### EXERCISE OBJECTIVE
From the entries below, copy out every line with "page" in it.

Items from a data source
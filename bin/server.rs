// CFO Dashboard - Web Server
// Builds the dashboard once, then serves it on port 8050 until Ctrl+C.

use anyhow::{Context, Result};
use tracing_subscriber::{layer::SubscriberExt, util::SubscriberInitExt};

use cfo_dashboard::{
    render_dashboard, router, DashboardConfig, DashboardServer, Dataset, DEFAULT_LOG_FILTER,
    VERSION,
};

#[tokio::main]
async fn main() -> Result<()> {
    tracing_subscriber::registry()
        .with(
            tracing_subscriber::EnvFilter::try_from_default_env()
                .unwrap_or_else(|_| DEFAULT_LOG_FILTER.into()),
        )
        .with(tracing_subscriber::fmt::layer())
        .init();

    tracing::info!(version = VERSION, "starting CFO dashboard");

    // Everything below the listener is computed once, before serving
    let dataset = Dataset::generate_random();
    let page = render_dashboard(&dataset);

    let config = DashboardConfig::default();
    let server = DashboardServer::bind(&config)
        .await
        .with_context(|| format!("cannot start dashboard on {}", config.socket_addr()))?;

    tracing::info!(
        "dashboard available at http://localhost:{}/ (Ctrl+C to stop)",
        server.local_addr().port()
    );

    server.serve(router(page)).await?;

    Ok(())
}
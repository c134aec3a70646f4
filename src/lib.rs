// CFO Dashboard - Core Library
// Sample ledger → summaries → chart specs → page, plus the optional HTTP host

pub mod aggregation;
pub mod charts;
pub mod config;
pub mod dataset;
pub mod error;
pub mod page;
pub mod render;

#[cfg(feature = "server")]
pub mod server;

// Re-export commonly used types
pub use aggregation::{
    ap_ar_summary, expense_summary, sales_summary, summary_total, GroupKey, SummaryRow,
};
pub use charts::{ap_ar_chart, expense_chart, sales_chart, ChartKind, ChartSpec, Series};
pub use config::{DashboardConfig, DEFAULT_LOG_FILTER, DEFAULT_PORT};
pub use dataset::{
    AgingBucket, Dataset, EntryType, ExpenseCategory, Record, Region, ROW_COUNT,
};
pub use error::{DashboardError, Result};
pub use page::{compose_dashboard, Page, Section, SectionWidth};
pub use render::{ChartJsRenderer, ChartRenderer};

#[cfg(feature = "server")]
pub use server::{router, DashboardServer};

/// Library version
pub const VERSION: &str = env!("CARGO_PKG_VERSION");

/// Generate, aggregate, chart and render in one go (what the server does at startup)
pub fn render_dashboard(dataset: &Dataset) -> String {
    compose_dashboard(dataset).render(&ChartJsRenderer)
}
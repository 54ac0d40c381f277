//! Live Status Cell

use crate::features::Verdict;
use crate::router::Prediction;
use arc_swap::ArcSwap;
use chrono::{DateTime, Utc};
use serde::{Deserialize, Serialize};
use std::sync::Arc;

/// Coarse traffic status
#[derive(Debug, Clone, Copy, PartialEq, Eq, Serialize, Deserialize)]
#[serde(rename_all = "snake_case")]
pub enum TrafficStatus {
    /// Last verdict was benign
    Normal,
    /// Last verdict named an attack family
    Alert,
    /// Nothing classified yet, or the last record could not be classified
    Unknown,
}

impl From<Verdict> for TrafficStatus {
    fn from(verdict: Verdict) -> Self {
        match verdict {
            Verdict::Normal => TrafficStatus::Normal,
            Verdict::Unknown => TrafficStatus::Unknown,
            _ => TrafficStatus::Alert,
        }
    }
}

/// Most recent verdict, as seen by status readers
#[derive(Debug, Clone, PartialEq, Serialize, Deserialize)]
pub struct StatusSnapshot {
    /// Coarse status
    pub status: TrafficStatus,
    /// Last label
    pub label: Verdict,
    /// Last confidence
    pub confidence: f64,
    /// Records published so far
    pub record_count: u64,
    /// Source address of the last record, if supplied
    pub last_source: Option<String>,
    /// Destination address of the last record, if supplied
    pub last_destination: Option<String>,
    /// When the snapshot was taken
    pub updated_at: DateTime<Utc>,
}

impl Default for StatusSnapshot {
    fn default() -> Self {
        Self {
            status: TrafficStatus::Unknown,
            label: Verdict::Unknown,
            confidence: 0.0,
            record_count: 0,
            last_source: None,
            last_destination: None,
            updated_at: Utc::now(),
        }
    }
}

/// Lock-free single-snapshot cell shared between the scorer and readers
#[derive(Debug)]
pub struct LiveStatus {
    current: ArcSwap<StatusSnapshot>,
}

impl LiveStatus {
    /// Empty status
    pub fn new() -> Self {
        Self {
            current: ArcSwap::from_pointee(StatusSnapshot::default()),
        }
    }

    /// Publish a new verdict
    pub fn publish(&self, prediction: &Prediction, source: Option<&str>, destination: Option<&str>) {
        self.current.rcu(|previous| StatusSnapshot {
            status: prediction.label.into(),
            label: prediction.label,
            confidence: prediction.confidence,
            record_count: previous.record_count + 1,
            last_source: source.map(str::to_string),
            last_destination: destination.map(str::to_string),
            updated_at: Utc::now(),
        });

        if prediction.label.is_attack() {
            tracing::warn!(
                "Attack detected: {} ({:.3}) {} -> {}",
                prediction.label,
                prediction.confidence,
                source.unwrap_or("-"),
                destination.unwrap_or("-")
            );
        }
    }

    /// Current snapshot
    pub fn snapshot(&self) -> Arc<StatusSnapshot> {
        self.current.load_full()
    }
}

impl Default for LiveStatus {
    fn default() -> Self {
        Self::new()
    }
}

### ANSWER BOX
    let page = render_dashboard(&dataset);
    server.serve(router(page)).await?;
// Sample ledger → summaries → chart specs → page, plus the optional HTTP host
pub mod page;
pub use page::{compose_dashboard, Page, Section, SectionWidth};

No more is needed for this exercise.